■ REQUIRED WORK: Look through the entries that follow and return each line that has the string "SplitSink".

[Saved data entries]
use std::time::Duration;

use axum::{
    body::Bytes,
    extract::ws::{Message, WebSocket},
};
use futures::{SinkExt, StreamExt, stream::SplitSink};
use serde::Deserialize;
use serde_with::{DurationSeconds, serde_as};
use tokio::{
    sync::mpsc,
    task::JoinHandle,
    time::{Instant, interval_at, timeout, timeout_at},
};
use tracing::{debug, info, warn};

use crate::{
    dto::ws::{ClientAction, ServerMessage},
    error::ServiceError,
    services::{
        auth::PlayerIdentity,
        hub::{ConnectionHandle, ConnectionId, HubHandle},
    },
    state::SharedState,
};

/// Per-socket limits and keepalive timings.
#[serde_as]
#[derive(Debug, Clone, Deserialize)]
#[serde(default, rename_all = "camelCase")]
pub struct ConnectionSettings {
    /// Frames queued for one socket before it is considered too slow.
    pub outbound_buffer: usize,
    /// Largest accepted inbound frame, in bytes.
    pub max_message_size: usize,
    /// Silence tolerated before the peer is considered gone.
    #[serde_as(as = "DurationSeconds<u64>")]
    pub pong_wait: Duration,
    /// Must stay below `pong_wait`.
    #[serde_as(as = "DurationSeconds<u64>")]
    pub ping_period: Duration,
    #[serde_as(as = "DurationSeconds<u64>")]
    pub write_wait: Duration,
}

impl Default for ConnectionSettings {
    fn default() -> Self {
        Self {
            outbound_buffer: 256,
            max_message_size: 512,
            pong_wait: Duration::from_secs(60),
            ping_period: Duration::from_secs(54),
            write_wait: Duration::from_secs(10),
        }
    }
}

/// Handle the full lifecycle of one player socket.
pub async fn handle_socket(state: SharedState, socket: WebSocket, player: PlayerIdentity) {
    let settings = state.config().connection.clone();
    let hub = state.hub().clone();

    let (sink, mut receiver) = socket.split();
    let (outbound_tx, outbound_rx) = mpsc::channel::<Message>(settings.outbound_buffer.max(1));

    // The hub keeps the only sender; dropping it from the registry ends this task.
    let mut writer_task = tokio::spawn(write_pump(sink, outbound_rx, settings.clone()));

    let connection = ConnectionHandle::new(&player, outbound_tx);
    let connection_id = connection.id;
    if hub.register(connection).await.is_err() {
        warn!(player_id = %player.player_id, "hub stopped; refusing connection");
        finalize(Some(writer_task), settings.write_wait).await;
        return;
    }
    info!(connection = %connection_id, player_id = %player.player_id, "player connected");

    let mut deadline = Instant::now() + settings.pong_wait;
    let mut writer_done = false;
    loop {
        let frame = tokio::select! {
            _ = &mut writer_task => {
                writer_done = true;
                break;
            }
            frame = timeout_at(deadline, receiver.next()) => frame,
        };

        match frame {
            Ok(Some(Ok(Message::Text(text)))) => {
                if !forward_frame(&hub, connection_id, text.as_str()).await {
                    break;
                }
            }
            Ok(Some(Ok(Message::Pong(_)))) => deadline = Instant::now() + settings.pong_wait,
            Ok(Some(Ok(Message::Close(_)))) => {
                debug!(connection = %connection_id, "peer closed");
                break;
            }
            Ok(Some(Ok(Message::Ping(_) | Message::Binary(_)))) => {}
            Ok(Some(Err(err))) => {
                warn!(connection = %connection_id, error = %err, "websocket error");
                break;
            }
            Ok(None) => break,
            Err(_) => {
                info!(connection = %connection_id, "read deadline passed; closing");
                break;
            }
        }
    }

    let _ = hub.unregister(connection_id).await;
    info!(connection = %connection_id, player_id = %player.player_id, "player disconnected");

    finalize((!writer_done).then_some(writer_task), settings.write_wait).await;
}

/// Parse one text frame and queue it on the hub. Returns `false` once the hub is gone.
async fn forward_frame(hub: &HubHandle, connection_id: ConnectionId, raw: &str) -> bool {
    let err = match ClientAction::from_json_str(raw) {
        Ok(action) => return hub.dispatch(connection_id, action).await.is_ok(),
        Err(err) => err,
    };

    let Some(action) = err.action() else {
        warn!(connection = %connection_id, error = %err, "dropping unparseable frame");
        return true;
    };
    let rejected = ServiceError::InvalidInput(err.to_string());
    debug!(connection = %connection_id, error = %rejected, "invalid frame");
    if let Some(error_type) = action.error_type() {
        let message = ServerMessage::error(
            action.game_id().unwrap_or_default(),
            error_type,
            rejected.reason(),
        );
        hub.send_to_connection(connection_id, &message);
    }
    true
}

/// Drain the outbound buffer into the socket and keep the peer alive with pings.
async fn write_pump(
    mut sink: SplitSink<WebSocket, Message>,
    mut outbound: mpsc::Receiver<Message>,
    settings: ConnectionSettings,
) {
    let mut ping = interval_at(Instant::now() + settings.ping_period, settings.ping_period);

    loop {
        let message = tokio::select! {
            next = outbound.recv() => match next {
                Some(message) => message,
                None => {
                    let _ = timeout(settings.write_wait, sink.send(Message::Close(None))).await;
                    break;
                }
            },
            _ = ping.tick() => Message::Ping(Bytes::new()),
        };

        match timeout(settings.write_wait, sink.send(message)).await {
            Ok(Ok(())) => {}
            Ok(Err(err)) => {
                debug!(error = %err, "websocket write failed");
                break;
            }
            Err(_) => {
                warn!("websocket write timed out");
                break;
            }
        }
    }
}

/// Give the writer a bounded window to flush its close frame.
async fn finalize(writer_task: Option<JoinHandle<()>>, grace: Duration) {
    let Some(mut writer_task) = writer_task else {
        return;
    };
    if timeout(grace, &mut writer_task).await.is_err() {
        writer_task.abort();
    }
}

#[cfg(test)]
mod tests {
    use std::sync::Arc;

    use super::*;
    use crate::{
        dao::game_store::{GameStore, memory::MemoryGameStore},
        dto::ws::{ErrorType, EventKind, EventPayload},
        services::{
            hub::{Hub, HubSettings},
            words::Lexicon,
        },
    };

    async fn connected() -> (HubHandle, ConnectionId, mpsc::Receiver<Message>) {
        let store: Arc<dyn GameStore> = Arc::new(MemoryGameStore::default());
        let words = Arc::new(Lexicon::builtin().unwrap());
        let (hub, _) = Hub::spawn(store, words, &HubSettings::default());

        let (tx, rx) = mpsc::channel(8);
        let player = PlayerIdentity {
            player_id: "alice".into(),
            player_name: "Alice".into(),
        };
        let handle = ConnectionHandle::new(&player, tx);
        let id = handle.id;
        hub.register(handle).await.unwrap();
        while hub.connection_count() == 0 {
            tokio::task::yield_now().await;
        }
        (hub, id, rx)
    }

    #[tokio::test]
    async fn invalid_submit_frame_is_answered_with_invalid_input() {
        let (hub, id, mut rx) = connected().await;

        let raw = r#"{"action":"submit_word","gameId":"g1","word":"c0rd"}"#;
        assert!(forward_frame(&hub, id, raw).await);

        let frame = timeout(Duration::from_secs(1), rx.recv()).await.unwrap().unwrap();
        let Message::Text(text) = frame else {
            panic!("unexpected {frame:?}");
        };
        let message: ServerMessage = serde_json::from_str(text.as_str()).unwrap();
        assert_eq!(message.kind, EventKind::Error);
        assert_eq!(message.game_id, "g1");
        match message.payload {
            Some(EventPayload::Error(payload)) => {
                assert_eq!(payload.error_type, ErrorType::SubmitFailed);
                assert_eq!(payload.message, "invalid_input");
            }
            other => panic!("unexpected {other:?}"),
        }
    }

    #[tokio::test]
    async fn frames_without_a_reply_are_dropped() {
        let (hub, id, mut rx) = connected().await;

        assert!(forward_frame(&hub, id, "not json").await);
        assert!(forward_frame(&hub, id, r#"{"action":"leave_game","gameId":"bad id"}"#).await);
        assert!(rx.try_recv().is_err());
    }
}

■ SOLUTION BELOW:
use futures::{SinkExt, StreamExt, stream::SplitSink};
    mut sink: SplitSink<WebSocket, Message>,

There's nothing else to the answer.